◆ **What you need to do**:
Wherever the word "UserSummary" shows up in the data, report the line it sits in.

◆ **Records for the exercise**:
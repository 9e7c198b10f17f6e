pub mod comments;
pub mod posts;
pub mod social;

#[cfg(test)]
pub(crate) mod fake;
use std::fmt;
use std::str::FromStr;

use uuid::Uuid;

use crate::domain::rules::RuleViolation;
use crate::domain::users::user::UserSummary;

#[derive(Debug, Clone, Copy, PartialEq, Eq)]
pub enum PullRequestState {
    Open,
    Closed,
    Merged,
}

impl PullRequestState {
    pub fn as_str(&self) -> &'static str {
        match self {
            PullRequestState::Open => "open",
            PullRequestState::Closed => "closed",
            PullRequestState::Merged => "merged",
        }
    }
}

impl fmt::Display for PullRequestState {
    fn fmt(&self, f: &mut fmt::Formatter<'_>) -> fmt::Result {
        f.write_str(self.as_str())
    }
}

impl FromStr for PullRequestState {
    type Err = RuleViolation;

    fn from_str(s: &str) -> Result<Self, Self::Err> {
        match s {
            "open" => Ok(PullRequestState::Open),
            "closed" => Ok(PullRequestState::Closed),
            "merged" => Ok(PullRequestState::Merged),
            other => Err(RuleViolation::invalid(format!(
                "unknown pull request state: {other}"
            ))),
        }
    }
}

#[derive(Debug, Clone)]
pub struct PullRequest {
    pub id: Uuid,
    pub repository_id: Uuid,
    pub number: i64,
    pub author: UserSummary,
    pub title: String,
    pub body: String,
    pub head: String,
    pub base: String,
    pub state: PullRequestState,
    pub created_at: chrono::DateTime<chrono::Utc>,
    pub updated_at: chrono::DateTime<chrono::Utc>,
    pub merged_at: Option<chrono::DateTime<chrono::Utc>>,
    pub closed_at: Option<chrono::DateTime<chrono::Utc>>,
}

pub fn check_branches(head: &str, base: &str) -> Result<(), RuleViolation> {
    if head.trim().is_empty() || base.trim().is_empty() {
        return Err(RuleViolation::invalid("head and base branches are required"));
    }
    if head.trim() == base.trim() {
        return Err(RuleViolation::invalid("head and base must be different branches"));
    }
    Ok(())
}

impl PullRequest {
    pub fn merge(&self) -> Result<PullRequestState, RuleViolation> {
        match self.state {
            PullRequestState::Open => Ok(PullRequestState::Merged),
            PullRequestState::Merged => Err(RuleViolation::conflict("pull request is already merged")),
            PullRequestState::Closed => Err(RuleViolation::conflict(
                "closed pull requests cannot be merged",
            )),
        }
    }

    pub fn close(&self) -> Result<PullRequestState, RuleViolation> {
        match self.state {
            PullRequestState::Open => Ok(PullRequestState::Closed),
            PullRequestState::Closed => Err(RuleViolation::conflict("pull request is already closed")),
            PullRequestState::Merged => Err(RuleViolation::conflict(
                "merged pull requests cannot be closed",
            )),
        }
    }

    pub fn reopen(&self) -> Result<PullRequestState, RuleViolation> {
        match self.state {
            PullRequestState::Closed => Ok(PullRequestState::Open),
            PullRequestState::Open => Err(RuleViolation::conflict("pull request is already open")),
            PullRequestState::Merged => Err(RuleViolation::conflict(
                "merged pull requests cannot be reopened",
            )),
        }
    }
}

◆ **Answer below**:
use crate::domain::users::user::UserSummary;
    pub author: UserSummary,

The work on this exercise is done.